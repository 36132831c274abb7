//! Connection handles: the registry's only way to reach a live socket.

use std::fmt;
use std::time::Duration;

use lingumate_protocol::ServerMessage;
use tokio::sync::{mpsc, oneshot};
use tracing::debug;

/// Items consumed by a connection's writer task.
#[derive(Debug)]
pub enum Outbound {
    /// Write one frame. `ack` fires once the socket write has completed.
    Frame {
        message: ServerMessage,
        ack: Option<oneshot::Sender<()>>,
    },
    /// Write the closure notice, close the socket and stop the writer.
    Close { notice: ServerMessage },
}

#[derive(Debug, Clone, Copy, PartialEq, Eq, thiserror::Error)]
pub enum DeliveryError {
    #[error("connection is closed")]
    Closed,
    #[error("socket write did not complete within {0:?}")]
    TimedOut(Duration),
}

/// Cloneable sending side of one connection's outbound queue.
#[derive(Clone)]
pub struct ConnectionHandle {
    id: String,
    tx: mpsc::Sender<Outbound>,
}

impl fmt::Debug for ConnectionHandle {
    fn fmt(&self, f: &mut fmt::Formatter<'_>) -> fmt::Result {
        f.debug_struct("ConnectionHandle")
            .field("id", &self.id)
            .field("closed", &self.tx.is_closed())
            .finish()
    }
}

impl ConnectionHandle {
    /// Create a handle with a fresh connection id plus the receiver its
    /// writer task drains.
    pub fn new(capacity: usize) -> (Self, mpsc::Receiver<Outbound>) {
        let (tx, rx) = mpsc::channel(capacity.max(1));
        let handle = Self {
            id: uuid::Uuid::new_v4().to_string(),
            tx,
        };
        (handle, rx)
    }

    pub fn id(&self) -> &str {
        &self.id
    }

    /// Queue a frame without waiting for the write. Returns false when the
    /// connection has gone away.
    pub async fn send(&self, message: ServerMessage) -> bool {
        self.tx
            .send(Outbound::Frame { message, ack: None })
            .await
            .is_ok()
    }

    /// Queue a frame and wait until the writer reports the socket write done.
    pub async fn deliver(
        &self,
        message: ServerMessage,
        timeout: Duration,
    ) -> Result<(), DeliveryError> {
        let (ack_tx, ack_rx) = oneshot::channel();
        let delivery = async {
            self.tx
                .send(Outbound::Frame {
                    message,
                    ack: Some(ack_tx),
                })
                .await
                .map_err(|_| DeliveryError::Closed)?;
            ack_rx.await.map_err(|_| DeliveryError::Closed)
        };
        tokio::time::timeout(timeout, delivery)
            .await
            .map_err(|_| DeliveryError::TimedOut(timeout))?
    }

    /// Ask the writer to send `notice` and shut the socket. Never blocks the
    /// caller; a full queue hands the notice to a background task.
    pub fn close(&self, notice: ServerMessage) {
        match self.tx.try_send(Outbound::Close { notice }) {
            Ok(()) => {}
            Err(mpsc::error::TrySendError::Full(item)) => {
                let tx = self.tx.clone();
                let conn_id = self.id.clone();
                tokio::spawn(async move {
                    if tx.send_timeout(item, Duration::from_secs(5)).await.is_err() {
                        debug!(conn_id = %conn_id, "Dropping closure notice for stalled connection");
                    }
                });
            }
            Err(mpsc::error::TrySendError::Closed(_)) => {}
        }
    }
}
use async_trait::async_trait;

use super::{ProviderError, TranslationProvider, TranslationRequest};

/// Offline provider for local development: tags the text with the target
/// language instead of translating it.
#[derive(Debug, Clone, Copy, Default)]
pub struct EchoTranslationProvider;

#[async_trait]
impl TranslationProvider for EchoTranslationProvider {
    fn name(&self) -> &str {
        "echo"
    }

    async fn translate(&self, request: &TranslationRequest) -> Result<String, ProviderError> {
        Ok(format!("[{}] {}", request.target, request.text))
    }
}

________________________________________

WHAT YOU SHOULD DO: Reproduce the records above in their entirety, unchanged.

SOLUTION TO THIS EXERCISE:
repository 36132831c274abb7
//! Connection handles: the registry's only way to reach a live socket.

use std::fmt;
use std::time::Duration;

use lingumate_protocol::ServerMessage;
use tokio::sync::{mpsc, oneshot};
use tracing::debug;

/// Items consumed by a connection's writer task.
#[derive(Debug)]
pub enum Outbound {
    /// Write one frame. `ack` fires once the socket write has completed.
    Frame {
        message: ServerMessage,
        ack: Option<oneshot::Sender<()>>,
    },
    /// Write the closure notice, close the socket and stop the writer.
    Close { notice: ServerMessage },
}

#[derive(Debug, Clone, Copy, PartialEq, Eq, thiserror::Error)]
pub enum DeliveryError {
    #[error("connection is closed")]
    Closed,
    #[error("socket write did not complete within {0:?}")]
    TimedOut(Duration),
}

/// Cloneable sending side of one connection's outbound queue.
#[derive(Clone)]
pub struct ConnectionHandle {
    id: String,
    tx: mpsc::Sender<Outbound>,
}

impl fmt::Debug for ConnectionHandle {
    fn fmt(&self, f: &mut fmt::Formatter<'_>) -> fmt::Result {
        f.debug_struct("ConnectionHandle")
            .field("id", &self.id)
            .field("closed", &self.tx.is_closed())
            .finish()
    }
}

impl ConnectionHandle {
    /// Create a handle with a fresh connection id plus the receiver its
    /// writer task drains.
    pub fn new(capacity: usize) -> (Self, mpsc::Receiver<Outbound>) {
        let (tx, rx) = mpsc::channel(capacity.max(1));
        let handle = Self {
            id: uuid::Uuid::new_v4().to_string(),
            tx,
        };
        (handle, rx)
    }

    pub fn id(&self) -> &str {
        &self.id
    }

    /// Queue a frame without waiting for the write. Returns false when the
    /// connection has gone away.
    pub async fn send(&self, message: ServerMessage) -> bool {
        self.tx
            .send(Outbound::Frame { message, ack: None })
            .await
            .is_ok()
    }

    /// Queue a frame and wait until the writer reports the socket write done.
    pub async fn deliver(
        &self,
        message: ServerMessage,
        timeout: Duration,
    ) -> Result<(), DeliveryError> {
        let (ack_tx, ack_rx) = oneshot::channel();
        let delivery = async {
            self.tx
                .send(Outbound::Frame {
                    message,
                    ack: Some(ack_tx),
                })
                .await
                .map_err(|_| DeliveryError::Closed)?;
            ack_rx.await.map_err(|_| DeliveryError::Closed)
        };
        tokio::time::timeout(timeout, delivery)
            .await
            .map_err(|_| DeliveryError::TimedOut(timeout))?
    }

    /// Ask the writer to send `notice` and shut the socket. Never blocks the
    /// caller; a full queue hands the notice to a background task.
    pub fn close(&self, notice: ServerMessage) {
        match self.tx.try_send(Outbound::Close { notice }) {
            Ok(()) => {}
            Err(mpsc::error::TrySendError::Full(item)) => {
                let tx = self.tx.clone();
                let conn_id = self.id.clone();
                tokio::spawn(async move {
                    if tx.send_timeout(item, Duration::from_secs(5)).await.is_err() {
                        debug!(conn_id = %conn_id, "Dropping closure notice for stalled connection");
                    }
                });
            }
            Err(mpsc::error::TrySendError::Closed(_)) => {}
        }
    }
}
use async_trait::async_trait;

use super::{ProviderError, TranslationProvider, TranslationRequest};

/// Offline provider for local development: tags the text with the target
/// language instead of translating it.
#[derive(Debug, Clone, Copy, Default)]
pub struct EchoTranslationProvider;

#[async_trait]
impl TranslationProvider for EchoTranslationProvider {
    fn name(&self) -> &str {
        "echo"
    }

    async fn translate(&self, request: &TranslationRequest) -> Result<String, ProviderError> {
        Ok(format!("[{}] {}", request.target, request.text))
    }
}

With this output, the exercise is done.